勝とうと思ったときに、そういえば僕、絵の勉強もしたことないし、出版のノウハウも知らないし、勝ってるとこ全然ないなと!(笑)。画力負けてる・・・、ノウハウ負けてる・・・、つながりもない・・・。どこ勝てるかなと思ったときに、あ、時間なら勝ててるな!と。時間って、1冊の制作にかけられる時間ですよ。本業とされている方は、結構な頻度で出していかないと思うのですが、これを副業と位置付けている人は、1冊に10年かけることだってできるじゃないですか。それって絵本作家さんにできないことだから・・・。じゃあ時間のかかるやつ作った方がいいなって。 それで、物語を長めにして、ペンも一番細いペンを買ってきて、1枚の絵を描くのにすごく時間がかかった。つまり、時間がかかるように作ったんです。書いた後は「はい、書いた、終わり」「あとは出版社さん適当に売ってください」って言うのは、自分の作品に対して「育児放棄」だという感じがして、それだけはしたくないと思ったので、半永久的に売れるシステムをちゃんとつくろうと思ったんです。

本屋さんって、出版して最初にうちは、(平積み)積まれているんですけれども、時間が経ったら縦に積まれるようになって、もう少し時間が経ったら枠が縮まっていって、そういうことで回ってるじゃないですか・・・(笑)。じゃあ、やっぱ本を売る賞味期限っていうのは、多少あるんだと思ったんです。

そこで僕はまず絵本をどうやって売ろうかと思ったときに、面白い絵本書くのは当たり前の話で、どうやって届けるかというのを真剣に考えたんですね。その当時みんな本が売れないみたいなことを言ってたんで・・・。 

本を本として売るのはあきらめてというか、本を本として売れたらラッキーぐらいに位置付けといて。 例えばライブ行ったときに、ライブタオルとか買っちゃったりするじゃないですか。観光地行ったときに、三角のペナントみたいなの、いらんかったのに、せっかく来たしと思って買う。 シンガポール行ったときに、マーライオンの置物買ってきたり・・・。 正直 いらないです。でも、あれって思い出を買ってると思うんです。

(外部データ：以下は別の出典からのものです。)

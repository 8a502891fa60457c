use super::error::ProvisionError;
use super::lifecycle::{LifecycleController, PollPolicy, ResourceLifecycle};
use super::resource::{ResourceHandle, ResourceKind};
use std::collections::HashMap;

pub type DynController = LifecycleController<Box<dyn ResourceLifecycle>>;

/// Lifecycle controllers keyed by the resource kind they manage.
#[derive(Default)]
pub struct ProvisionerRegistry {
    controllers: HashMap<ResourceKind, DynController>,
}

impl ProvisionerRegistry {
    pub fn new() -> Self {
        Self::default()
    }

    /// Register a backend, replacing any previous one for the same kind.
    pub fn register(&mut self, backend: Box<dyn ResourceLifecycle>, policy: PollPolicy) {
        let kind = backend.kind();
        if self
            .controllers
            .insert(kind, LifecycleController::new(backend, policy))
            .is_some()
        {
            tracing::warn!("Replacing registered provisioner for {}", kind);
        }
    }

    pub fn get(&self, kind: ResourceKind) -> Option<&DynController> {
        self.controllers.get(&kind)
    }

    pub fn kinds(&self) -> Vec<ResourceKind> {
        let mut kinds: Vec<_> = self.controllers.keys().copied().collect();
        kinds.sort();
        kinds
    }

    pub fn provision(&self, handle: &mut ResourceHandle) -> anyhow::Result<()> {
        Ok(self.controller(handle.kind())?.provision(handle)?)
    }

    pub fn delete(&self, handle: &mut ResourceHandle) -> anyhow::Result<()> {
        Ok(self.controller(handle.kind())?.delete(handle)?)
    }

    fn controller(&self, kind: ResourceKind) -> anyhow::Result<&DynController> {
        self.get(kind)
            .ok_or_else(|| anyhow::anyhow!("No provisioner registered for {kind}"))
    }
}

impl std::fmt::Debug for ProvisionerRegistry {
    fn fmt(&self, f: &mut std::fmt::Formatter<'_>) -> std::fmt::Result {
        f.debug_struct("ProvisionerRegistry")
            .field("kinds", &self.kinds())
            .finish()
    }
}

/// Unwraps a [`ProvisionError`] out of an error returned by the registry.
pub fn provision_error(err: &anyhow::Error) -> Option<&ProvisionError> {
    err.downcast_ref::<ProvisionError>()
}

#[cfg(test)]
mod tests {
    use super::*;
    use crate::core::lifecycle::Readiness;
    use crate::core::resource::{LifecycleState, ResourceSpec};

    struct AlwaysReady(ResourceKind);

    impl ResourceLifecycle for AlwaysReady {
        fn kind(&self) -> ResourceKind {
            self.0
        }

        fn create(&self, _spec: &ResourceSpec) -> anyhow::Result<()> {
            Ok(())
        }

        fn check_ready(&self, _handle: &ResourceHandle) -> anyhow::Result<Readiness> {
            Ok(Readiness::Ready)
        }

        fn delete(&self, _handle: &ResourceHandle) -> anyhow::Result<()> {
            Ok(())
        }
    }

    #[test]
    fn test_dispatch_by_kind() {
        let mut registry = ProvisionerRegistry::new();
        registry.register(
            Box::new(AlwaysReady(ResourceKind::ContainerVm)),
            PollPolicy::default(),
        );

        let mut handle =
            ResourceHandle::new(ResourceSpec::builder(ResourceKind::ContainerVm, "vm").build());
        registry.provision(&mut handle).unwrap();
        assert_eq!(handle.state(), LifecycleState::Ready);
        registry.delete(&mut handle).unwrap();
        assert_eq!(handle.state(), LifecycleState::Deleted);
        assert_eq!(registry.kinds(), vec![ResourceKind::ContainerVm]);
    }

    #[test]
    fn test_unregistered_kind() {
        let registry = ProvisionerRegistry::new();
        let mut handle = ResourceHandle::new(
            ResourceSpec::builder(ResourceKind::DataWarehouseCluster, "edw").build(),
        );
        let err = registry.provision(&mut handle).unwrap_err();
        assert!(err.to_string().contains("data_warehouse_cluster"));
        assert!(provision_error(&err).is_none());
        assert_eq!(handle.state(), LifecycleState::Pending);
    }

    #[test]
    fn test_provision_error_is_downcastable() {
        struct Broken;
        impl ResourceLifecycle for Broken {
            fn kind(&self) -> ResourceKind {
                ResourceKind::ContainerVm
            }
            fn create(&self, _spec: &ResourceSpec) -> anyhow::Result<()> {
                anyhow::bail!("nope")
            }
            fn check_ready(&self, _handle: &ResourceHandle) -> anyhow::Result<Readiness> {
                unreachable!()
            }
            fn delete(&self, _handle: &ResourceHandle) -> anyhow::Result<()> {
                Ok(())
            }
        }

        let mut registry = ProvisionerRegistry::new();
        registry.register(Box::new(Broken), PollPolicy::default());
        let mut handle =
            ResourceHandle::new(ResourceSpec::builder(ResourceKind::ContainerVm, "vm").build());

        let err = registry.provision(&mut handle).unwrap_err();
        assert!(matches!(
            provision_error(&err),
            Some(ProvisionError::CreateFailure { .. })
        ));
    }
}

本を本として売る方法が一つと、本を思い出として売る方法として、原画展を無料で開催して、出口で本を置くと、原画展に来た人は、本を買っていってくれるんです。これは本を思い出として売る方法なんですけれども、1回それをやったときに、すごくばーっと売れて、あ、「これいい」ってなって。そっから、原画のリースを無料にして、全国で誰が原画展をやってもいいですよという状態にして、私やります、僕やりますって手を挙げてくださったら、僕から原画をお送りして、その代わり出口で絵本だけ置かしてもらっています。

現在、各地で僕の原画が、転々としているんですよ。大分でサラリーマンの方が主催者の原画展やったりだとか、長崎で高校生の女の子がやったりだとか。名古屋で中学生の男の子がやったりだとか。そうやってるうちは、本がずーっと売れるだろう、と思ってやりました。